Bruce’s teaching interests along with his concern for undergraduate education have moved him outside this fairly narrow scholarly world. He has taught a wide range of literature and composition courses in the past twenty years—everything from courses on Faulkner to business writing workshops. He has been involved in administrative work (e.g., student placement, curriculum development). And he has consulted in the development of teaching materials for use in business settings.
Linda F. Tse
Linda F. Tse (MS, Minnesota State University, Mankato) has been an educator for over two decades, first as a high school English teacher in Hong Kong and currently at Minneapolis Community and Technical College (MCTC). Since 1997, Linda has been working as a counselor on college campuses, initially at four-year comprehensive universities before finding her passion working with the student body at MCTC, where 43 percent of the students are non-Caucasian and more than eighty different languages are spoken on campus. New immigrants for whom English is a second language, first-generation college students, nontraditional students, single parents, and students living below the poverty line make up the majority of the college’s student population.
Born to refugee parents in Hong Kong, Linda came to the United States on a student visa with the help of a scholarship. Her personal struggle together with her professional training have enabled her to relate readily to underrepresented and underserved students who aspire to higher education in the face of adversity and disadvantage. In this regard, she provides academic, career, and personal counseling, while teaching classes in Career Development and Life Planning, and College Success Strategies. In addition to her academic responsibilities, Linda works professionally with dislocated workers and people with disabilities.
Tom Lochhaas is a teacher, a writer, an editor, and a consultant. He received his MFA in writing from the University of Arizona and is ABD in English at Washington University. He is a member of Phi Beta Kappa.
Tom has taught at the University of Arizona, Pima Community College, Otterbein College, Washington University, Saint Louis Community College, and UCLA. His teaching focus has been on freshman courses with an emphasis on reading, writing, and study and communication skills. Tom’s special interests are in working with unprepared students and recent immigrants.

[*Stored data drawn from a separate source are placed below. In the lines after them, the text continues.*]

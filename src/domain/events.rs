//! Domain events for the application.
//!
//! Events are published on the broadcast bus after the triggering write has
//! committed; delivery to the external topic is best-effort and never rolls
//! back the request that produced the event.

use serde::Serialize;
use uuid::Uuid;

/// Events forwarded to the external notification topic.
#[derive(Clone, Debug, Serialize)]
#[serde(tag = "type", content = "payload")]
pub enum NotificationEvent {
    SubmissionAccepted {
        email: String,
        submission_url: String,
        assignment_id: Uuid,
        attempt: i32,
    },
}
use std::{
	fs,
	io::{self, BufRead, Write},
	path::Path,
};

use tracing::debug;

use crate::config::{DbConfig, write_config};
use crate::core::display;
use crate::error::{DbdsError, Result};
use crate::scripts::Script;
use crate::settings::Settings;

#[derive(Debug, Clone, Copy, PartialEq, Eq)]
pub enum Confirmation {
	Confirmed,
	Declined,
}

#[derive(Debug, Clone, Copy, PartialEq, Eq)]
pub enum InitOutcome {
	Scaffolded,
	/// An existing config was found and the user chose to keep it.
	Declined,
}

/// Asks until the answer is `y` or `n`.
pub fn confirm_overwrite<R: BufRead, W: Write>(
	mut input: R,
	mut output: W,
	config_path: &Path,
	scripts_dir: &Path,
) -> Result<Confirmation> {
	let mut line = String::new();
	loop {
		writeln!(
			output,
			"Configuration file '{}' already exists.",
			display(config_path)
		)
		.map_err(stdout_err)?;
		writeln!(
			output,
			"Force delete existing dbds config and sql scripts under {}? (y/n)",
			display(scripts_dir)
		)
		.map_err(stdout_err)?;
		output.flush().map_err(stdout_err)?;

		line.clear();
		let read = input.read_line(&mut line).map_err(DbdsError::PromptInput)?;
		if read == 0 {
			return Err(DbdsError::PromptInput(io::Error::new(
				io::ErrorKind::UnexpectedEof,
				"end of input",
			)));
		}

		match line.trim().to_lowercase().as_str() {
			"y" => return Ok(Confirmation::Confirmed),
			"n" => return Ok(Confirmation::Declined),
			_ => writeln!(output, "Invalid input. Please enter 'y' or 'n'.").map_err(stdout_err)?,
		}
	}
}

pub fn initialize<R: BufRead, W: Write>(
	settings: &Settings,
	input: R,
	mut output: W,
) -> Result<InitOutcome> {
	let config_path = settings.config_path();
	let scripts_dir = settings.scripts_dir();

	if config_path.exists() {
		match confirm_overwrite(input, &mut output, config_path, scripts_dir)? {
			Confirmation::Declined => {
				writeln!(output, "dbds terminated").map_err(stdout_err)?;
				return Ok(InitOutcome::Declined);
			}
			Confirmation::Confirmed => {
				for script in Script::ORDER {
					remove_if_exists(&script.path_in(scripts_dir))?;
				}
			}
		}
	}

	fs::create_dir_all(scripts_dir).map_err(|e| {
		DbdsError::io(
			format!("Error creating directory {}", display(scripts_dir)),
			e,
		)
	})?;

	for script in Script::ORDER {
		write_script(&script.path_in(scripts_dir), script.placeholder(), &mut output)?;
	}

	write_config(config_path, &DbConfig::new("", ""))?;
	writeln!(output, "Config file '{}' created.", display(config_path)).map_err(stdout_err)?;
	writeln!(
		output,
		"Please fill out the required information to the configuration file and the sql scripts."
	)
	.map_err(stdout_err)?;

	Ok(InitOutcome::Scaffolded)
}

fn write_script<W: Write>(path: &Path, text: &str, output: &mut W) -> Result<()> {
	let mut file = fs::File::create(path)
		.map_err(|e| DbdsError::io(format!("Error creating file {}", display(path)), e))?;
	writeln!(output, "Sql file '{}' created", display(path)).map_err(stdout_err)?;

	file.write_all(text.as_bytes())
		.map_err(|e| DbdsError::io(format!("Error writing to file {}", display(path)), e))?;
	writeln!(output, "Text written to file '{text}'").map_err(stdout_err)?;
	Ok(())
}

fn remove_if_exists(path: &Path) -> Result<()> {
	match fs::remove_file(path) {
		Ok(()) => {
			debug!(path = %path.display(), "removed script");
			Ok(())
		}
		Err(e) if e.kind() == io::ErrorKind::NotFound => Ok(()),
		Err(e) => Err(DbdsError::io(
			format!("Failed to delete file {}", display(path)),
			e,
		)),
	}
}

fn stdout_err(e: io::Error) -> DbdsError {
	DbdsError::io("Error writing to stdout", e)
}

As a college instructor, Tom has always focused on what students actually need—not necessarily what professors might think they need—to succeed in their studies, regardless of the particular topic. In an academic world where many students do not read their textbooks at all, or have difficulty understanding them when they do, it is critical to be realistic about how today’s students learn and how best to reach them. “A weighty traditional tome might look like the best classic student success textbook to some instructors,” Tom says, “but such a text fails if students can’t or won’t read it. Students quickly become frustrated by reading materials not useful to them as students or appropriate for their needs.” His expertise in how to shape an effective textbook is part of what he brings to this authorship team.
As a professional college textbook editor and writer, Tom specializes in making textbooks accessible for students in many curriculum areas, including communications, software and technical manuals, and public health information. In his work with public organizations such as the American Red Cross and the National Safety Council, he has brought an expertise in language and reading level to ensure that a wide range of publications are appropriate for their intended audiences. He has written or ghostwritten several dozen textbooks and other books.
Nicholas B. deKanter
Nick deKanter (MA, Tufts University) is an educational advocate, consultant, and marketing professional. As founder and president of the Vision 21 Education Group, he is working to support schools seeking to transform into twenty-first-century learning environments that help students master core subjects, connect subjects to real-world needs, think critically, communicate clearly, and practice collaboration and innovation.